_What is being asked_:
Counting only the lines below that contain the word "Whether", what is the total? Give it with no other words.

>>

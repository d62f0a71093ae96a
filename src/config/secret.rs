//! Secret handling for the database connection string
//!
//! The connection string carries the database password. It is wrapped in a
//! `secrecy::Secret` so it is zeroed on drop, redacted in `Debug` output and only
//! readable through an explicit `expose_secret()` call.
//!
//! ```rust
//! use opsync::config::secret_string;
//! use secrecy::ExposeSecret;
//!
//! let dsn = secret_string("postgresql://opsync:pw@localhost/gis".to_string());
//! assert!(dsn.expose_secret().starts_with("postgresql://"));
//! assert!(!format!("{dsn:?}").contains("pw@"));
//! ```

use secrecy::{CloneableSecret, DebugSecret, Secret, SerializableSecret};
use serde::{Deserialize, Deserializer, Serialize, Serializer};
use zeroize::Zeroize;

/// String payload that can live inside a [`Secret`]
#[derive(Clone, Debug, Zeroize)]
#[zeroize(drop)]
pub struct SecretValue(String);

impl CloneableSecret for SecretValue {}
impl DebugSecret for SecretValue {}
impl SerializableSecret for SecretValue {}

impl From<String> for SecretValue {
    fn from(s: String) -> Self {
        SecretValue(s)
    }
}

impl PartialEq<str> for SecretValue {
    fn eq(&self, other: &str) -> bool {
        self.0 == other
    }
}

impl AsRef<str> for SecretValue {
    fn as_ref(&self) -> &str {
        &self.0
    }
}

impl SecretValue {
    /// Whether the value is empty
    pub fn is_empty(&self) -> bool {
        self.0.is_empty()
    }

    /// Whether the value starts with `prefix`
    pub fn starts_with(&self, prefix: &str) -> bool {
        self.0.starts_with(prefix)
    }

    /// Parse the value into another type
    pub fn parse<F: std::str::FromStr>(&self) -> Result<F, F::Err> {
        self.0.parse()
    }
}

impl Serialize for SecretValue {
    fn serialize<S>(&self, serializer: S) -> Result<S::Ok, S::Error>
    where
        S: Serializer,
    {
        self.0.serialize(serializer)
    }
}

impl<'de> Deserialize<'de> for SecretValue {
    fn deserialize<D>(deserializer: D) -> Result<Self, D::Error>
    where
        D: Deserializer<'de>,
    {
        String::deserialize(deserializer).map(SecretValue)
    }
}

/// Secret string type used for credentials in the configuration
pub type SecretString = Secret<SecretValue>;

/// Wrap a plain string as a [`SecretString`]
#[inline]
pub fn secret_string(value: String) -> SecretString {
    Secret::new(SecretValue::from(value))
}
//! Database abstraction layer
//!
//! The pipeline talks to the target store through the [`GeoStore`] trait; the
//! factory wires up the PostGIS implementation.

pub mod factory;
pub mod traits;

pub use factory::create_geo_store;
pub use traits::GeoStore;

<<

_Your response_:
2